Download Managing the Natural Disasters in the Coastal Areas - an

Managing Natural Disasters in Coastal Areas- an overview
S K Srivastav
President, CIMO & Addl. Director General of Meteorology, India Meteorological Department
Introduction
Natural disasters are events caused by the forces of nature that adversely effect
on human settlements, and environment. The coastal zone is the transitional area
between land and sea. It is defined, as a strip of land and sea of varying width
depending on the nature of the environment and management needs. It seldom
corresponds to existing administrative or planning units. The natural coastal systems
and the areas in which human activities involve the use of coastal resources may
therefore extend well beyond the limit of territorial waters and many kilometres inland.
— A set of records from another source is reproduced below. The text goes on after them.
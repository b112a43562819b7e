//! Cross-cutting utilities.
//!
//! # Submodules
//!
//! - `logging`: Tracing and logging initialization.

pub mod logging;
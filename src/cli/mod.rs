// CLI module for food-detector

use crate::config::AppConfig;
use clap::Parser;

/// food-detector - Gemini-backed food detection HTTP service
#[derive(Parser, Debug)]
#[command(name = "food-detector", version, about, long_about = None)]
pub struct Args {
    /// Path to a TOML config file (default: ~/.food-detector/config.toml)
    #[arg(long)]
    pub config: Option<String>,

    /// Bind address override
    #[arg(long)]
    pub host: Option<String>,

    /// Listen port override
    #[arg(long)]
    pub port: Option<u16>,
}

impl Args {
    /// Apply CLI overrides on top of the loaded configuration.
    pub fn apply(&self, config: &mut AppConfig) {
        if let Some(host) = &self.host {
            config.server.host = host.clone();
        }
        if let Some(port) = self.port {
            config.server.port = port;
        }
    }
}
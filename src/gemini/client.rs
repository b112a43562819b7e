// Gemini API client

use super::models::{
    Content, GenerateContentRequest, GenerateContentResponse, GenerationConfig, InlineData, Part,
};
use crate::config::GeminiConfig;
use crate::detector::{ModelRequest, VisionModel};
use crate::error::{DetectorError, Result};
use async_trait::async_trait;
use base64::Engine;
use reqwest::Client;
use std::time::Duration;
use tracing::{debug, error};

/// Client for the Google Gemini generative language API.
///
/// Authenticates with an API key and exposes blocking content generation.
/// The client is the service's only upstream dependency; failures here are
/// reported per request and never abort the process.
pub struct GeminiClient {
    http_client: Client,
    config: GeminiConfig,
}

impl GeminiClient {
    /// Create a new Gemini client with a pooled HTTP transport.
    pub fn new(config: &GeminiConfig) -> Result<Self> {
        let http_client = Client::builder()
            .timeout(Duration::from_secs(config.timeout_seconds))
            .connect_timeout(Duration::from_secs(10))
            .pool_max_idle_per_host(10)
            .pool_idle_timeout(Duration::from_secs(90))
            .tcp_keepalive(Some(Duration::from_secs(60)))
            .tcp_nodelay(true)
            .use_rustls_tls()
            .build()
            .map_err(|e| DetectorError::Internal(format!("Failed to create HTTP client: {}", e)))?;

        debug!("Created HTTP client with connection pooling and keep-alive");

        Ok(Self {
            http_client,
            config: config.clone(),
        })
    }

    /// Call Gemini `generateContent` (blocking).
    ///
    /// No retries: a failure is reported to the caller of the current
    /// request and the next request starts fresh.
    pub async fn generate_content(
        &self,
        request: GenerateContentRequest,
    ) -> Result<GenerateContentResponse> {
        let api_key = self
            .config
            .api_key
            .as_deref()
            .ok_or_else(|| DetectorError::Config("GOOGLE_API_KEY is not set".to_string()))?;

        let url = format!(
            "{}/models/{}:generateContent",
            self.config.api_base_url, self.config.model
        );
        debug!("Calling generateContent for model {}", self.config.model);

        let response = self
            .http_client
            .post(&url)
            .header("x-goog-api-key", api_key)
            .header("Content-Type", "application/json")
            .json(&request)
            .send()
            .await
            .map_err(|e| DetectorError::Upstream(format!("HTTP error: {}", e)))?;

        let status = response.status();
        if !status.is_success() {
            let error_text = response.text().await.unwrap_or_default();
            error!(
                "Gemini API error: HTTP {} - Response body: {}",
                status, error_text
            );
            let message = Self::extract_error_message(&error_text).unwrap_or(error_text);
            return Err(DetectorError::Upstream(format!(
                "HTTP {}: {}",
                status.as_u16(),
                message
            )));
        }

        let response_text = response
            .text()
            .await
            .map_err(|e| DetectorError::Upstream(format!("Failed to read response body: {}", e)))?;

        debug!(
            "Raw Gemini response (first 500 chars): {}",
            response_text.chars().take(500).collect::<String>()
        );

        serde_json::from_str(&response_text).map_err(|e| {
            error!("Failed to parse Gemini response: {}", e);
            error!("Response body: {}", response_text);
            DetectorError::Upstream(format!("Response parsing error: {}", e))
        })
    }

    /// Extract error message from API response JSON
    fn extract_error_message(response_text: &str) -> Option<String> {
        #[derive(serde::Deserialize)]
        struct ErrorResponse {
            error: Option<ErrorDetail>,
        }

        #[derive(serde::Deserialize)]
        struct ErrorDetail {
            message: Option<String>,
            status: Option<String>,
        }

        if let Ok(error_resp) = serde_json::from_str::<ErrorResponse>(response_text) {
            if let Some(error) = error_resp.error {
                return error.message.or(error.status);
            }
        }
        None
    }
}

#[async_trait]
impl VisionModel for GeminiClient {
    async fn generate(&self, request: ModelRequest) -> Result<String> {
        // The image part goes first, then the instruction
        let wire_request = GenerateContentRequest {
            contents: vec![Content {
                role: "user".to_string(),
                parts: vec![
                    Part::InlineData {
                        inline_data: InlineData {
                            mime_type: request.mime_type.clone(),
                            data: base64::engine::general_purpose::STANDARD.encode(&request.data),
                        },
                    },
                    Part::Text {
                        text: request.instruction.clone(),
                    },
                ],
            }],
            generation_config: Some(GenerationConfig {
                temperature: Some(request.options.temperature),
                response_mime_type: request
                    .options
                    .json_output
                    .then(|| "application/json".to_string()),
                max_output_tokens: None,
            }),
        };

        let response = self.generate_content(wire_request).await?;

        if let Some(usage) = &response.usage_metadata {
            debug!(
                "Token usage: prompt={:?} candidates={:?} total={:?}",
                usage.prompt_token_count, usage.candidates_token_count, usage.total_token_count
            );
        }

        response
            .first_text()
            .map(str::to_owned)
            .ok_or_else(|| DetectorError::Upstream("Model reply contained no text".to_string()))
    }
}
The worldwide average width of the coastal zone on the terrestrial side is said to be 60
km. The zone occupies less than 15% of the Earth's land surface, yet it accommodates
more than 60% of the world's population. Furthermore, only 40% of the one million-km of
coastline is accessible and temperate enough to be habitable. As a result, coastal zones
are marked by above-average concentrations of people and economic activity. This
coupled with their proximity to the ocean makes them one of the most sensitive zones
for natural disasters. In the future, it is estimated that about 600 million people will
occupy coastal flood plain land below the 1000-year flood level by 2100 (Nicholls and
Mimura (1998).
Every year natural disasters result in considerable damages to life and property
not only in the coastal zones but also in other vulnerable areas. 2001 has been a year of
average losses, as compared to 1999 with record number and 2000 with few losses.
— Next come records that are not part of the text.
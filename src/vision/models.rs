// Upload types and validation

use crate::error::{DetectorError, Result};
use bytes::Bytes;

/// Hard ceiling on upload size, matching the Gemini inline-data limit.
pub const MAX_IMAGE_SIZE_BYTES: usize = 20 * 1024 * 1024;

/// An image as received from the HTTP caller.
#[derive(Debug, Clone)]
pub struct UploadedImage {
    /// Client-supplied filename, if any.
    pub filename: Option<String>,
    /// Content type declared in the multipart field.
    declared_mime: Option<String>,
    /// Raw bytes exactly as uploaded.
    pub data: Bytes,
}

impl UploadedImage {
    pub fn new(filename: Option<String>, declared_mime: Option<String>, data: Bytes) -> Self {
        Self {
            filename,
            declared_mime,
            data,
        }
    }

    /// MIME type forwarded to the model: the declared type when present,
    /// otherwise sniffed from magic bytes, otherwise `image/jpeg`.
    pub fn mime_type(&self) -> String {
        self.declared_mime
            .clone()
            .or_else(|| detect_format(&self.data).map(|f| f.mime_type().to_string()))
            .unwrap_or_else(|| "image/jpeg".to_string())
    }

    /// Require a declared `image/*` content type.
    ///
    /// Only the freeform endpoint enforces this; the structured endpoint
    /// trusts the decode check instead.
    pub fn ensure_declared_image(&self) -> Result<()> {
        match &self.declared_mime {
            Some(ct) if ct.starts_with("image/") => Ok(()),
            _ => Err(DetectorError::InvalidInput(
                "Uploaded file must have an image content type".to_string(),
            )),
        }
    }

    /// Check that the payload is a non-empty, decodable raster image.
    ///
    /// Decoding is for validation only; the original bytes stay untouched.
    pub fn validate(&self, max_bytes: usize) -> Result<()> {
        if self.data.is_empty() {
            return Err(DetectorError::InvalidInput("Empty file".to_string()));
        }
        let limit = max_bytes.min(MAX_IMAGE_SIZE_BYTES);
        if self.data.len() > limit {
            return Err(DetectorError::InvalidInput(format!(
                "Image size {} bytes exceeds maximum of {} bytes",
                self.data.len(),
                limit
            )));
        }
        image::load_from_memory(&self.data).map_err(|e| {
            DetectorError::InvalidInput(format!("Uploaded file is not a valid image: {e}"))
        })?;
        Ok(())
    }
}

/// Image formats the service recognizes by signature.
#[derive(Debug, Clone, Copy, PartialEq, Eq)]
pub enum ImageFormat {
    Jpeg,
    Png,
    WebP,
    Gif,
}

impl ImageFormat {
    /// Get MIME type for this format
    pub fn mime_type(&self) -> &'static str {
        match self {
            ImageFormat::Jpeg => "image/jpeg",
            ImageFormat::Png => "image/png",
            ImageFormat::WebP => "image/webp",
            ImageFormat::Gif => "image/gif",
        }
    }
}

/// Detect format from magic bytes at the start of image data
pub fn detect_format(data: &[u8]) -> Option<ImageFormat> {
    if data.len() < 12 {
        return None;
    }

    if data.starts_with(b"\xFF\xD8\xFF") {
        Some(ImageFormat::Jpeg)
    } else if data.starts_with(b"\x89PNG\r\n\x1a\n") {
        Some(ImageFormat::Png)
    } else if data.starts_with(b"GIF87a") || data.starts_with(b"GIF89a") {
        Some(ImageFormat::Gif)
    } else if data.starts_with(b"RIFF") && data[8..12] == *b"WEBP" {
        Some(ImageFormat::WebP)
    } else {
        None
    }
}
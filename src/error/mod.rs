// Error types for the food-detector service

use axum::http::StatusCode;
use axum::response::{IntoResponse, Response};
use serde_json::json;
use thiserror::Error;

#[derive(Error, Debug)]
pub enum DetectorError {
    #[error("Invalid input: {0}")]
    InvalidInput(String),

    #[error("Upstream model error: {0}")]
    Upstream(String),

    #[error("Configuration error: {0}")]
    Config(String),

    #[error("Config parsing error: {0}")]
    ConfigParsing(#[from] config::ConfigError),

    #[error("Internal error: {0}")]
    Internal(String),
}

impl DetectorError {
    /// Downgrade upstream failures to plain internal errors.
    ///
    /// The freeform endpoint reports every non-input failure as HTTP 500
    /// rather than 502; input validation errors keep their 400 status.
    pub fn into_lenient(self) -> Self {
        match self {
            DetectorError::Upstream(msg) => DetectorError::Internal(msg),
            other => other,
        }
    }
}

// Convert DetectorError to HTTP responses for Axum
impl IntoResponse for DetectorError {
    fn into_response(self) -> Response {
        let (status, error_type, message) = match self {
            DetectorError::InvalidInput(_) => {
                (StatusCode::BAD_REQUEST, "invalid_input", self.to_string())
            }
            DetectorError::Upstream(_) => {
                (StatusCode::BAD_GATEWAY, "upstream_error", self.to_string())
            }
            DetectorError::Config(_) | DetectorError::ConfigParsing(_) => {
                (StatusCode::INTERNAL_SERVER_ERROR, "configuration_error", self.to_string())
            }
            _ => {
                (StatusCode::INTERNAL_SERVER_ERROR, "internal_error", self.to_string())
            }
        };

        let body = json!({
            "type": "error",
            "error": {
                "type": error_type,
                "message": message,
            }
        });

        (status, axum::Json(body)).into_response()
    }
}

pub type Result<T> = std::result::Result<T, DetectorError>;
Figure 1 gives the numbers of natural disasters and their damage estimates. As coastal
zones are more prone to natural disasters there must be better management policies to
adjust and cope with such events. In most countries throughout the World, coastal zone
management has traditionally been practiced in a sectoral fashion, based upon political
or socio-economic boundaries. More recently, the concept of Integrated Coastal Zone
Management (ICZM) has led to the idea that coastal zones would be more effectively
and efficiently managed on the basis of information inputs from various sectors including
improved weather warning and management systems. Remote sensing, Geographical
Information Systems (GIS) and the Information Technology offer potential solutions for
ICZM. Remote sensing has, for a long time, been an invaluable source of environmental
data and information. It has many advantages, including the capability to collect data
over large tracts of land at any one time, and at a range of scales, from low-resolution
data covering large areas, to high-resolution data covering smaller areas. Moreover,
remote sensing provides a unique ability to collect both terrestrial and marine data in one
seamless dataset. With the vast amount of data available about the coast, and with the
potential to add even more data into the system (including remotely sensed imagery,
and online GIS), there also needs to be a new, more simple, but also more effective way
of gaining quick and easy access to this data and information.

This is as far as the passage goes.